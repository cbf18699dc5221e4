// Copyright 2025 the Galley Authors
// SPDX-License-Identifier: Apache-2.0 OR MIT

//! Selection state shared between the layout engine and its views.
//!
//! A [`SelectionModel`] is the single owner of the current selection. Views
//! and the engine both read it, so an editing session keeps one model and
//! hands out references rather than copying selections around.

use core::ops::Range;

use peniko::kurbo::Rect;
use smallvec::SmallVec;
use unicode_segmentation::UnicodeSegmentation;

use crate::container::ContainerId;
use crate::engine::LayoutEngine;
use crate::provider::GlyphProvider;
use crate::storage::TextStorage;
use crate::style::Brush;

/// Which side of a character boundary a caret leans toward.
///
/// Only observable at a soft line wrap, where one character index has two
/// geometric positions: upstream puts the caret at the end of the earlier
/// line, downstream at the start of the later one.
#[derive(Copy, Clone, Debug, Default, PartialEq, Eq)]
pub enum Affinity {
    /// Toward the preceding line fragment.
    Upstream,
    /// Toward the following line fragment.
    #[default]
    Downstream,
}

/// Unit a selection snaps to when extended.
#[derive(Copy, Clone, Debug, Default, PartialEq, Eq)]
pub enum Granularity {
    /// Individual characters, widened only to cluster boundaries.
    #[default]
    Character,
    /// Whole words.
    Word,
    /// Whole visual lines (fragments).
    Line,
    /// Whole paragraphs, delimited by newlines.
    Paragraph,
}

/// A selected character range with its snapping unit and caret affinity.
#[derive(Clone, Debug, Default, PartialEq, Eq)]
pub struct Selection {
    /// Byte range of the selected characters; empty for a bare caret.
    pub range: Range<usize>,
    /// The unit the selection was made in; extensions snap to it.
    pub granularity: Granularity,
    /// Caret lean at the active end.
    pub affinity: Affinity,
}

impl Selection {
    /// A caret at `index` with downstream affinity.
    pub fn caret(index: usize) -> Self {
        Self {
            range: index..index,
            ..Self::default()
        }
    }

    /// Whether the selection is a bare caret.
    pub fn is_caret(&self) -> bool {
        self.range.is_empty()
    }
}

/// Shared selection state for one editing session.
///
/// Remembers the range the selection started from so that extending in
/// either direction (a shift-click, a drag) always keeps the original unit
/// selected, and carries the brush to apply to the next insertion when the
/// selection no longer touches the text it was styled from.
#[derive(Clone, Debug, Default)]
pub struct SelectionModel<B: Brush> {
    selection: Selection,
    original: Range<usize>,
    typing_brush: Option<B>,
    syncing: bool,
}

impl<B: Brush> SelectionModel<B> {
    /// Creates a model with an empty caret at the start of text.
    pub fn new() -> Self {
        Self::default()
    }

    /// The current selection.
    pub fn selection(&self) -> &Selection {
        &self.selection
    }

    /// Replaces the selection and resets the extension anchor to it.
    pub fn set_selection(&mut self, selection: Selection) {
        self.original = selection.range.clone();
        self.selection = selection;
        self.typing_brush = None;
    }

    /// Collapses to a caret at `index`.
    pub fn set_caret(&mut self, index: usize) {
        self.set_selection(Selection::caret(index));
    }

    /// The anchor range extensions grow from.
    pub fn original_range(&self) -> &Range<usize> {
        &self.original
    }

    /// The brush to use for the next insertion, if one has been set while
    /// the selection was empty.
    pub fn typing_brush(&self) -> Option<&B> {
        self.typing_brush.as_ref()
    }

    /// Sets or clears the brush for the next insertion.
    pub fn set_typing_brush(&mut self, brush: Option<B>) {
        self.typing_brush = brush;
    }

    /// Extends the selection to include `index`, snapping both ends to the
    /// current granularity. The anchor range set by
    /// [`set_selection`](Self::set_selection) always stays selected.
    pub fn extend_to<P, T>(&mut self, engine: &mut LayoutEngine<B, P>, text: &T, index: usize)
    where
        P: GlyphProvider<B>,
        T: TextStorage<B> + ?Sized,
    {
        let granularity = self.selection.granularity;
        let unit = granular_range(engine, text, index.min(text.len()), granularity);
        let mut start = unit.start.min(self.original.start);
        let mut end = unit.end.max(self.original.end);
        // Coarser units snap the anchor outward too; a character-granularity
        // anchor is the exact position the selection started at.
        if granularity != Granularity::Character {
            let anchor = granular_range(engine, text, self.original.start, granularity);
            start = start.min(anchor.start);
            end = end.max(anchor.end);
        }
        self.selection.range = start..end;
    }

    /// Highlight rectangles for the selection within one container.
    pub fn highlight_rects<P, T>(
        &self,
        engine: &mut LayoutEngine<B, P>,
        text: &T,
        container: ContainerId,
    ) -> SmallVec<[Rect; 4]>
    where
        P: GlyphProvider<B>,
        T: TextStorage<B> + ?Sized,
    {
        if self.selection.is_caret() {
            return SmallVec::new();
        }
        let range = self.selection.range.clone();
        engine.rects_for_char_range(text, range.clone(), Some(range), container)
    }

    /// Marks the start of pushing this model's state into a view.
    ///
    /// Returns `false` when a sync is already in progress, so a view whose
    /// change handler writes back into the model does not recurse.
    pub fn begin_view_sync(&mut self) -> bool {
        if self.syncing {
            return false;
        }
        self.syncing = true;
        true
    }

    /// Marks the end of a view sync started with
    /// [`begin_view_sync`](Self::begin_view_sync).
    pub fn end_view_sync(&mut self) {
        self.syncing = false;
    }
}

/// The range of the granularity unit containing `index`.
fn granular_range<B, P, T>(
    engine: &mut LayoutEngine<B, P>,
    text: &T,
    index: usize,
    granularity: Granularity,
) -> Range<usize>
where
    B: Brush,
    P: GlyphProvider<B>,
    T: TextStorage<B> + ?Sized,
{
    match granularity {
        Granularity::Character => {
            engine.ensure_layout(text);
            let map = engine.char_glyph_map();
            match map.entry_containing_char(index) {
                Some(i) => map.entries()[i].char_range.clone(),
                None => index..index,
            }
        }
        Granularity::Word => {
            let all = text.slice(0..text.len());
            for (start, word) in all.split_word_bound_indices() {
                let end = start + word.len();
                if (start..end).contains(&index) {
                    return start..end;
                }
            }
            index..index
        }
        Granularity::Line => match engine.fragment_containing_char(text, index) {
            Some(frag) => frag.char_range.clone(),
            None => index..index,
        },
        Granularity::Paragraph => {
            let all = text.slice(0..text.len());
            let index = index.min(all.len());
            let start = all[..index].rfind('\n').map(|i| i + 1).unwrap_or(0);
            let end = all[index..]
                .find('\n')
                .map(|i| index + i + 1)
                .unwrap_or(all.len());
            start..end
        }
    }
}

#[cfg(test)]
mod tests {
    use super::{Granularity, Selection, SelectionModel};

    #[test]
    fn caret_is_empty() {
        let sel = Selection::caret(4);
        assert!(sel.is_caret());
        assert_eq!(sel.range, 4..4);
    }

    #[test]
    fn view_sync_guard_blocks_reentry() {
        let mut model: SelectionModel<()> = SelectionModel::new();
        assert!(model.begin_view_sync());
        assert!(!model.begin_view_sync());
        model.end_view_sync();
        assert!(model.begin_view_sync());
    }

    #[test]
    fn set_selection_clears_typing_brush() {
        let mut model: SelectionModel<()> = SelectionModel::new();
        model.set_typing_brush(Some(()));
        assert!(model.typing_brush().is_some());
        model.set_selection(Selection {
            range: 2..6,
            granularity: Granularity::Word,
            ..Selection::default()
        });
        assert!(model.typing_brush().is_none());
        assert_eq!(model.selection().range, 2..6);
    }
}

_ _ _

Aim of the exercise:
Every line above should be retyped exactly as given.

Solution to the exercise:
repository cbf18699dc5221e4
// Copyright 2025 the Galley Authors
// SPDX-License-Identifier: Apache-2.0 OR MIT

//! Selection state shared between the layout engine and its views.
//!
//! A [`SelectionModel`] is the single owner of the current selection. Views
//! and the engine both read it, so an editing session keeps one model and
//! hands out references rather than copying selections around.

use core::ops::Range;

use peniko::kurbo::Rect;
use smallvec::SmallVec;
use unicode_segmentation::UnicodeSegmentation;

use crate::container::ContainerId;
use crate::engine::LayoutEngine;
use crate::provider::GlyphProvider;
use crate::storage::TextStorage;
use crate::style::Brush;

/// Which side of a character boundary a caret leans toward.
///
/// Only observable at a soft line wrap, where one character index has two
/// geometric positions: upstream puts the caret at the end of the earlier
/// line, downstream at the start of the later one.
#[derive(Copy, Clone, Debug, Default, PartialEq, Eq)]
pub enum Affinity {
    /// Toward the preceding line fragment.
    Upstream,
    /// Toward the following line fragment.
    #[default]
    Downstream,
}

/// Unit a selection snaps to when extended.
#[derive(Copy, Clone, Debug, Default, PartialEq, Eq)]
pub enum Granularity {
    /// Individual characters, widened only to cluster boundaries.
    #[default]
    Character,
    /// Whole words.
    Word,
    /// Whole visual lines (fragments).
    Line,
    /// Whole paragraphs, delimited by newlines.
    Paragraph,
}

/// A selected character range with its snapping unit and caret affinity.
#[derive(Clone, Debug, Default, PartialEq, Eq)]
pub struct Selection {
    /// Byte range of the selected characters; empty for a bare caret.
    pub range: Range<usize>,
    /// The unit the selection was made in; extensions snap to it.
    pub granularity: Granularity,
    /// Caret lean at the active end.
    pub affinity: Affinity,
}

impl Selection {
    /// A caret at `index` with downstream affinity.
    pub fn caret(index: usize) -> Self {
        Self {
            range: index..index,
            ..Self::default()
        }
    }

    /// Whether the selection is a bare caret.
    pub fn is_caret(&self) -> bool {
        self.range.is_empty()
    }
}

/// Shared selection state for one editing session.
///
/// Remembers the range the selection started from so that extending in
/// either direction (a shift-click, a drag) always keeps the original unit
/// selected, and carries the brush to apply to the next insertion when the
/// selection no longer touches the text it was styled from.
#[derive(Clone, Debug, Default)]
pub struct SelectionModel<B: Brush> {
    selection: Selection,
    original: Range<usize>,
    typing_brush: Option<B>,
    syncing: bool,
}

impl<B: Brush> SelectionModel<B> {
    /// Creates a model with an empty caret at the start of text.
    pub fn new() -> Self {
        Self::default()
    }

    /// The current selection.
    pub fn selection(&self) -> &Selection {
        &self.selection
    }

    /// Replaces the selection and resets the extension anchor to it.
    pub fn set_selection(&mut self, selection: Selection) {
        self.original = selection.range.clone();
        self.selection = selection;
        self.typing_brush = None;
    }

    /// Collapses to a caret at `index`.
    pub fn set_caret(&mut self, index: usize) {
        self.set_selection(Selection::caret(index));
    }

    /// The anchor range extensions grow from.
    pub fn original_range(&self) -> &Range<usize> {
        &self.original
    }

    /// The brush to use for the next insertion, if one has been set while
    /// the selection was empty.
    pub fn typing_brush(&self) -> Option<&B> {
        self.typing_brush.as_ref()
    }

    /// Sets or clears the brush for the next insertion.
    pub fn set_typing_brush(&mut self, brush: Option<B>) {
        self.typing_brush = brush;
    }

    /// Extends the selection to include `index`, snapping both ends to the
    /// current granularity. The anchor range set by
    /// [`set_selection`](Self::set_selection) always stays selected.
    pub fn extend_to<P, T>(&mut self, engine: &mut LayoutEngine<B, P>, text: &T, index: usize)
    where
        P: GlyphProvider<B>,
        T: TextStorage<B> + ?Sized,
    {
        let granularity = self.selection.granularity;
        let unit = granular_range(engine, text, index.min(text.len()), granularity);
        let mut start = unit.start.min(self.original.start);
        let mut end = unit.end.max(self.original.end);
        // Coarser units snap the anchor outward too; a character-granularity
        // anchor is the exact position the selection started at.
        if granularity != Granularity::Character {
            let anchor = granular_range(engine, text, self.original.start, granularity);
            start = start.min(anchor.start);
            end = end.max(anchor.end);
        }
        self.selection.range = start..end;
    }

    /// Highlight rectangles for the selection within one container.
    pub fn highlight_rects<P, T>(
        &self,
        engine: &mut LayoutEngine<B, P>,
        text: &T,
        container: ContainerId,
    ) -> SmallVec<[Rect; 4]>
    where
        P: GlyphProvider<B>,
        T: TextStorage<B> + ?Sized,
    {
        if self.selection.is_caret() {
            return SmallVec::new();
        }
        let range = self.selection.range.clone();
        engine.rects_for_char_range(text, range.clone(), Some(range), container)
    }

    /// Marks the start of pushing this model's state into a view.
    ///
    /// Returns `false` when a sync is already in progress, so a view whose
    /// change handler writes back into the model does not recurse.
    pub fn begin_view_sync(&mut self) -> bool {
        if self.syncing {
            return false;
        }
        self.syncing = true;
        true
    }

    /// Marks the end of a view sync started with
    /// [`begin_view_sync`](Self::begin_view_sync).
    pub fn end_view_sync(&mut self) {
        self.syncing = false;
    }
}

/// The range of the granularity unit containing `index`.
fn granular_range<B, P, T>(
    engine: &mut LayoutEngine<B, P>,
    text: &T,
    index: usize,
    granularity: Granularity,
) -> Range<usize>
where
    B: Brush,
    P: GlyphProvider<B>,
    T: TextStorage<B> + ?Sized,
{
    match granularity {
        Granularity::Character => {
            engine.ensure_layout(text);
            let map = engine.char_glyph_map();
            match map.entry_containing_char(index) {
                Some(i) => map.entries()[i].char_range.clone(),
                None => index..index,
            }
        }
        Granularity::Word => {
            let all = text.slice(0..text.len());
            for (start, word) in all.split_word_bound_indices() {
                let end = start + word.len();
                if (start..end).contains(&index) {
                    return start..end;
                }
            }
            index..index
        }
        Granularity::Line => match engine.fragment_containing_char(text, index) {
            Some(frag) => frag.char_range.clone(),
            None => index..index,
        },
        Granularity::Paragraph => {
            let all = text.slice(0..text.len());
            let index = index.min(all.len());
            let start = all[..index].rfind('\n').map(|i| i + 1).unwrap_or(0);
            let end = all[index..]
                .find('\n')
                .map(|i| index + i + 1)
                .unwrap_or(all.len());
            start..end
        }
    }
}

#[cfg(test)]
mod tests {
    use super::{Granularity, Selection, SelectionModel};

    #[test]
    fn caret_is_empty() {
        let sel = Selection::caret(4);
        assert!(sel.is_caret());
        assert_eq!(sel.range, 4..4);
    }

    #[test]
    fn view_sync_guard_blocks_reentry() {
        let mut model: SelectionModel<()> = SelectionModel::new();
        assert!(model.begin_view_sync());
        assert!(!model.begin_view_sync());
        model.end_view_sync();
        assert!(model.begin_view_sync());
    }

    #[test]
    fn set_selection_clears_typing_brush() {
        let mut model: SelectionModel<()> = SelectionModel::new();
        model.set_typing_brush(Some(()));
        assert!(model.typing_brush().is_some());
        model.set_selection(Selection {
            range: 2..6,
            granularity: Granularity::Word,
            ..Selection::default()
        });
        assert!(model.typing_brush().is_none());
        assert_eq!(model.selection().range, 2..6);
    }
}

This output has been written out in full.